Now, I certainly have a few personal fears. Walking alone at night isn’t too high on the list although I don’t usually walk alone at night unless it’s into the woods to go for an early morning deer hunt. I’m not sure if I should be afraid of that, but I’ve done it so many times that it’s become kind of calming.

Anyway, while reading that post on fears it got me thinking about the things I do fear and one of the items on my list would be going through difficult times with the business. There is a fear that comes up occasionally that has me thinking about what would happen if I woke up one day and all the clients had emails in my inbox saying they didn’t need the service anymore.

I’ve seen it happen with businesses before. They get that call from a big client that has decided to move on for whatever reason. Then the business is left to try to recover, but in a few cases the best decision is to shut down and find something else to do.

But with this fear I’ve tried to figure out ways to kind of use it to my advantage. I think the fear will always be there, but I’ve learned how to deal with it and how to use it to hopefully make the business better.

1. More Clients // Less Risk

One of the things I’ve tried to do with GBW is to get a lot of clients. I figure if we have a lot of clients then it will be harder for them all to leave at the same time.

2. Growing Slowly

I read Great By Choice and one of the interesting points was how Southwest Airlines kind of grew slow on purpose. They had demand to fly to many airports, but did methodically only going to a few each year. The company made sure they were ready to expand before just expanding for expanding’s sake.

I liked that lesson and with GBW we have taken the same approach. We add many clients that are all pretty similar instead of adding big clients and taking on that risk. This way I figure we can grow slow and if bad things happen we’ll at least die slow and leave time to figure out a new strategy.
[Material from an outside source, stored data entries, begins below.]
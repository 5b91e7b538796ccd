//! The rendering orchestrator. Owns the GPU context, the points pipeline,
//! and the egui overlay renderer.

pub mod context;
pub mod points;

use self::{context::GfxContext, points::PointsPipeline};
use crate::galaxy::types::GalaxyGpu;
use std::sync::Arc;
use winit::window::Window;

/// Owns all rendering-related state.
pub struct Renderer {
    pub gfx: GfxContext,
    pub points: PointsPipeline,
    pub egui_renderer: egui_wgpu::Renderer,
}

impl Renderer {
    pub async fn new(window: Arc<Window>) -> anyhow::Result<Self> {
        let gfx = GfxContext::new(window).await?;

        let points = PointsPipeline::new(&gfx.device, gfx.config.format);

        let egui_renderer = egui_wgpu::Renderer::new(&gfx.device, gfx.config.format, None, 1);

        Ok(Self {
            gfx,
            points,
            egui_renderer,
        })
    }

    pub fn resize(&mut self, new_size: winit::dpi::PhysicalSize<u32>) {
        if new_size.width > 0 && new_size.height > 0 {
            self.gfx.resize(new_size);
        }
    }

    /// Records and submits the particle pass: clear to black, one instanced
    /// draw of the whole buffer.
    pub fn render(&mut self, swap_view: &wgpu::TextureView, galaxy: &GalaxyGpu) {
        let mut encoder = self
            .gfx
            .device
            .create_command_encoder(&wgpu::CommandEncoderDescriptor {
                label: Some("Frame Encoder"),
            });

        {
            let mut pass = encoder.begin_render_pass(&wgpu::RenderPassDescriptor {
                label: Some("Galaxy Pass"),
                color_attachments: &[Some(wgpu::RenderPassColorAttachment {
                    view: swap_view,
                    resolve_target: None,
                    ops: wgpu::Operations {
                        load: wgpu::LoadOp::Clear(wgpu::Color {
                            r: 0.0,
                            g: 0.0,
                            b: 0.0,
                            a: 1.0,
                        }),
                        store: wgpu::StoreOp::Store,
                    },
                })],
                depth_stencil_attachment: None,
                timestamp_writes: None,
                occlusion_query_set: None,
            });

            self.points.draw(&mut pass, galaxy);
        }

        self.gfx.queue.submit(std::iter::once(encoder.finish()));
    }
}
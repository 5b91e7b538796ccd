// src/galaxy/generate.rs
//! One-shot procedural generation of the galaxy particle buffer.

use crate::galaxy::types::{GalaxyConfig, GalaxyGpu, PointVertex, SceneUniformStd140};
use std::f32::consts::TAU;
use wgpu::util::DeviceExt;

/// Uniform jitter in [-0.5, 0.5).
#[inline]
fn jitter(rng: &mut fastrand::Rng) -> f32 {
    rng.f32() - 0.5
}

/// Builds the full particle buffer: `body_count` disk particles followed by
/// `jet_count` bipolar jet particles.
///
/// Disk sampling: radius `r = R * u^1.5` biases particles toward the core,
/// angle is uniform. The vertical spread scales with `1.5 - r/R`, so the disk
/// is thick at the core and flattens toward the rim. Color follows the
/// normalized core intensity `1 - r/R` into a red/blue palette with low green
/// (stylistic, not physical).
///
/// Jet particles sit on the polar axis, half at +y and half at -y with
/// magnitude `2 + u*15` and small horizontal jitter, colored violet/blue.
pub fn generate_points(cfg: &GalaxyConfig, rng: &mut fastrand::Rng) -> Vec<PointVertex> {
    let mut verts = Vec::with_capacity(cfg.particle_count);

    for _ in 0..cfg.body_count() {
        let radius = rng.f32().powf(1.5) * cfg.radius;
        let angle = rng.f32() * TAU;

        let x = angle.cos() * radius + jitter(rng);
        let y = jitter(rng) * (1.5 - radius / cfg.radius);
        let z = angle.sin() * radius + jitter(rng);

        let intensity = 1.0 - radius / cfg.radius;
        let shade = rng.f32() * 0.2;
        let color = [
            0.2 + intensity * 0.8 + shade,
            intensity * 0.2,
            0.5 + intensity * 0.4 + shade,
        ];

        verts.push(PointVertex {
            position: [x, y, z],
            color,
        });
    }

    for _ in 0..cfg.jet_count {
        let t = rng.f32();
        let direction = if rng.bool() { 1.0 } else { -1.0 };

        verts.push(PointVertex {
            position: [
                jitter(rng) * 0.4,
                direction * (2.0 + t * 15.0),
                jitter(rng) * 0.4,
            ],
            color: [
                0.7 + rng.f32() * 0.3,
                0.1 + rng.f32() * 0.3,
                0.9 + rng.f32() * 0.1,
            ],
        });
    }

    verts
}

/// Uploads the particle buffer and creates the per-scene UBO and bind group.
pub fn upload_galaxy(
    device: &wgpu::Device,
    layout: &wgpu::BindGroupLayout,
    cfg: &GalaxyConfig,
    verts: &[PointVertex],
) -> GalaxyGpu {
    let vtx = device.create_buffer_init(&wgpu::util::BufferInitDescriptor {
        label: Some("Galaxy Particles"),
        contents: bytemuck::cast_slice(verts),
        usage: wgpu::BufferUsages::VERTEX | wgpu::BufferUsages::COPY_DST,
    });

    // Written every frame before the draw; zeroed content is fine at creation.
    let ubo = device.create_buffer(&wgpu::BufferDescriptor {
        label: Some("Galaxy Scene UBO"),
        size: std::mem::size_of::<SceneUniformStd140>() as u64,
        usage: wgpu::BufferUsages::UNIFORM | wgpu::BufferUsages::COPY_DST,
        mapped_at_creation: false,
    });

    let bind = device.create_bind_group(&wgpu::BindGroupDescriptor {
        label: Some("Galaxy Scene BindGroup"),
        layout,
        entries: &[wgpu::BindGroupEntry {
            binding: 0,
            resource: ubo.as_entire_binding(),
        }],
    });

    GalaxyGpu {
        instances_len: verts.len() as u32,
        jet_tail_offset: (cfg.body_count() * std::mem::size_of::<PointVertex>()) as u64,
        vtx,
        ubo,
        bind,
    }
}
But if you’re growing slow you’re also not likely putting your business under cost stresses.

3. Checking Company Morals

I think every company is always at risk for somebody saying something or doing something that makes the company look back. I’m trying to do the best I can to make sure the right people are working for GBW including myself.

4. Always Thinking Of New Ideas

I’ve started to think about new business ideas nearly every day. I set aside time to think about ways to improve things or to find problems people and businesses have that could be solved.

I’m focused on GBW so I likely won’t follow just about all the ideas, but I feel a little comfort knowing that if something does happen to GBW that I can go to this idea vault and hopefully find at least one idea out of hundreds or even thousands to do going forward.

5. Making Slow Decisions

There are times when you need to make quick decisions, but I’ve had the best luck with most things in life by taking a step back, taking a breather and thinking about things as rationally as possible. When I react fast, bad things usually happen.

Bad things will happen in business, but how you react will go a long way to determining how bad things go and how long they’ll be bad before you start working your way back up.

Final Thought

There are lots of things to fear in life. I don’t know if it’s possible to get rid of all fears, but I think it’s at least possible to minimize their effect. And I think you can use fear to your advantage.

Back to the study – it’s interesting that people that have the greatest fears tend to watch a lot of TV. I think I need to put the remote down.